La creadora de contenido antioqueña Karol Ballén, conocida en redes sociales como La Paisa Chiviada, encendió la polémica nacional tras publicar un video en sus plataformas de TikTok e Instagram en el que lanza una serie de insultos directos contra las mujeres que mantienen relaciones sentimentales con hombres comprometidos. En la grabación, que se ha viralizado en las últimas horas acumulando miles de reacciones, Ballén utiliza un lenguaje particularmente agresivo para referirse a quienes ella denomina «mozas», término coloquial en Colombia para describir a la persona que sostiene un vínculo afectivo con alguien que ya tiene pareja estable.
El video, que no tiene una fecha exacta de publicación pero cuyo impacto se disparó recientemente, muestra a la influenciadora expresando una furia sin matices: «A Colombia le está matando tantas hijueputas mozas orgullosas de ser la otra. ¡Ay! Malparida, malparida. Conseguite un novio soltero. ¿Por qué uno con novia? Malparida, malparida, malparida. Perras desgraciadas! Las odio a todas. Odio a todas las hijueputas mozas. A todas, a todas, todas, todas son unas malparidas. Todas. Todas las que se metan con un hombre con novia, cómanse mucha mierda, perras», declaró Ballén en un tono que no dejó espacio a interpretaciones. La reacción inmediata en las redes sociales dividió a los usuarios entre quienes respaldaron el mensaje y quienes lo criticaron por considerar que excluye por completo la responsabilidad del hombre infiel.

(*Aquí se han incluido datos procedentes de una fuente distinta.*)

//! Tokenization and keyword resolution for natural-language hyperscript.
//!
//! This crate provides:
//! - [`Tokenizer`] - Per-language lexer producing classified [`Token`]s
//! - [`KeywordTable`] - Locale word → canonical vocabulary resolution
//! - [`MorphologicalNormalizer`] - Affix stripping for inflected languages
//! - [`LanguageProfile`] - Word order, direction, and role markers
//! - [`LanguageRegistry`] - The built-in locales, extensible at runtime

#![warn(missing_docs)]
#![warn(clippy::all)]
#![warn(clippy::pedantic)]

pub mod keywords;
pub mod locales;
pub mod morphology;
pub mod profile;
pub mod registry;
pub mod script;
pub mod token;
pub mod tokenizer;

pub use keywords::{CATEGORY_PRIORITY, KeywordCategory, KeywordEntry, KeywordTable, Resolved};
pub use morphology::{MorphologicalNormalizer, Stem};
pub use profile::{ActionKeywords, Direction, LanguageProfile, MarkerForms, WordOrder};
pub use registry::{Language, LanguageRegistry};
pub use token::{Token, TokenKind, TokenStream};
pub use tokenizer::Tokenizer;

/// Minimum stem confidence for a normalized word to count as a keyword.
pub const STEM_CONFIDENCE_THRESHOLD: f64 = 0.7;
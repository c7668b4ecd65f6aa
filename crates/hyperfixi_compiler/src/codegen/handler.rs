//! Handler function assembly.

use hyperfixi_foundation::Result;
use hyperfixi_semantic::EventModifiers;

use super::command;
use super::context::{CodegenContext, Emitter};
use super::expression::js_string;
use crate::analyzer::AnalysisResult;
use crate::ast::AstNode;

/// A generated handler function.
pub struct HandlerFunction {
    /// Function source.
    pub code: String,
    /// Set when a non-empty body produced no statements.
    pub silent_failure: Option<String>,
}

/// Emits `function <id>(event) { ... }` for one event root.
///
/// The body is generated first so the prologue can declare the selector
/// queries the body hoisted.
pub fn handler(
    ctx: &mut CodegenContext<'_>,
    modifiers: &EventModifiers,
    body: &[AstNode],
    analysis: &AnalysisResult,
) -> Result<HandlerFunction> {
    let mut inner = Emitter::new();
    command::body(ctx, &mut inner, body)?;

    let silent_failure = (!body.is_empty() && ctx.emitted() == 0).then(|| {
        tracing::warn!(handler = %ctx.handler_id, "handler body generated no statements");
        format!(
            "handler '{}' has {} source statement(s) but generated none",
            ctx.handler_id,
            body.len()
        )
    });

    let flow = analysis.control_flow;
    let mut out = Emitter::new();
    let prefix = if flow.has_async { "async " } else { "" };
    out.open(format!("{prefix}function {}(event) {{", ctx.handler_id));
    let create = ctx.helper("createContext");
    out.line(format!("const ctx = {create}(event, this);"));
    if ctx.options.debug_mode {
        out.line(format!(
            "console.debug('[hyperfixi]', {}, event);",
            js_string(&ctx.handler_id)
        ));
    }
    for (key, selector) in ctx.cached_selectors() {
        out.line(format!(
            "const {key} = document.querySelectorAll({});",
            js_string(selector)
        ));
    }
    if modifiers.prevent {
        out.line("event.preventDefault();");
    }
    if modifiers.stop {
        out.line("event.stopPropagation();");
    }
    if flow.can_throw {
        let is_signal = ctx.helper("isSignal");
        out.open("try {");
        out.append(inner);
        out.reopen("} catch (e) {");
        out.line(format!("if (!{is_signal}(e)) throw e;"));
        out.close("}");
    } else {
        out.append(inner);
    }
    out.close("}");

    Ok(HandlerFunction {
        code: out.finish(ctx.options.minify),
        silent_failure,
    })
}

#[cfg(test)]
mod tests {
    use super::*;
    use crate::analyzer::Analyzer;
    use crate::codegen::CodegenOptions;

    fn generate(body: Vec<AstNode>, modifiers: EventModifiers) -> HandlerFunction {
        let ast = AstNode::Event {
            event: "click".into(),
            modifiers: modifiers.clone(),
            source: None,
            body: body.clone(),
        };
        let analysis = Analyzer::analyze(&ast);
        let options = CodegenOptions::default();
        let mut ctx = CodegenContext::new(&options, "_hf_click");
        handler(&mut ctx, &modifiers, &body, &analysis).unwrap()
    }

    #[test]
    fn plain_handler() {
        let body = vec![AstNode::command("toggle").with_role("patient", AstNode::selector(".a"))];
        let out = generate(body, EventModifiers::default());
        assert_eq!(
            out.code,
            "function _hf_click(event) {\n  const ctx = _rt.createContext(event, this);\n  ctx.me.classList.toggle('a');\n}"
        );
        assert!(out.silent_failure.is_none());
    }

    #[test]
    fn async_try_and_modifiers() {
        let body = vec![
            AstNode::command("wait").with_role("duration", AstNode::number(10.0)),
            AstNode::command("exit"),
        ];
        let modifiers = EventModifiers {
            prevent: true,
            ..EventModifiers::default()
        };
        let code = generate(body, modifiers).code;
        assert!(code.starts_with("async function _hf_click(event) {"));
        assert!(code.contains("event.preventDefault();"));
        assert!(code.contains("if (!_rt.isSignal(e)) throw e;"));
    }

    #[test]
    fn empty_output_is_flagged() {
        let out = generate(vec![AstNode::command("install")], EventModifiers::default());
        assert!(out.silent_failure.is_some());
        let out = generate(Vec::new(), EventModifiers::default());
        assert!(out.silent_failure.is_none());
    }
}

Un debate que trasciende los insultos
Mientras algunos seguidores celebraron la vehemencia de la creadora, las críticas no tardaron en llegar. «Yo odio más a las mamás que le tapan las mozas a los hijos», escribió un usuario, mientras que otra persona sentenció: «El marido la engaña y odia a la otra». La discusión rápidamente escaló hacia un terreno más complejo: ¿quién es realmente el responsable en una infidelidad? «Sí, pero odiemos también al macho, querida», reclamó un internauta, en una clara alusión a la necesidad de no eximir al hombre que decide engañar.
Una usuaria que se identificó como esposa aportó una perspectiva que muchos consideraron equilibrada: «Soy esposa y no entiendo por qué algunas mujeres se empeñan en culpar solo a la mujer. Quien debe el respeto es la pareja, y es él quien está permitiendo que otra persona entre. La pareja es quien debe ponerle un alto a esa situación y respetar su hogar». La reflexión abrió paso a testimonios de mujeres que han estado en el lugar de la «moza» sin saberlo. «Para mí el problema siempre va ser el hombre», afirmó otra participante en el debate, mientras que una tercera recordó: «Soy casada pero tengo claro que hay mujeres que no entran a donde no la dejan entrar, tenemos que dejar de victimizar solamente a una parte».
«Más bien lo que está matando a Colombia es los hombres diciendo que son solteros y con esposa o novia e hijos, niegan hasta la muerte… la novia sospecha hace el reclamo a la otra y la que resultó ser moza era la misma… porque la oficial es la que creían moza»
Usuario en redes sociales
El debate dejó al descubierto una realidad que complejiza aún más la discusión: muchos hombres ocultan tener pareja, lo que convierte a la «moza» en una víctima más del engaño. «Para mí es la falta de valores, porque preferiblemente quedarse sola que tener que conformarse con un man que tiene mujer», escribió otra usuaria, mientras que hubo quienes se sintieron identificados con la indignación de Ballén: «Yo pensé que era la única con sentimiento», confesó alguien, a lo que otra persona respondió escuetamente: «De acuerdo, las odio también».
Lo que inició como un estallido emocional de una creadora de contenido se ha transformado en un espejo de las contradicciones sociales colombianas. Mientras unos aplauden señalar a la «otra» como el origen del mal, otros recuerdan que sin la complicidad activa del hombre que engaña, no existiría el papel de la «moza». La pregunta que queda flotando en el aire, y que ninguno de los bandos logra responder del todo, es si la indignación debe repartirse equitativamente o si, como sugiere una de las frases más compartidas en la discusión, «odiamos a las mozas hasta que nos toca ser».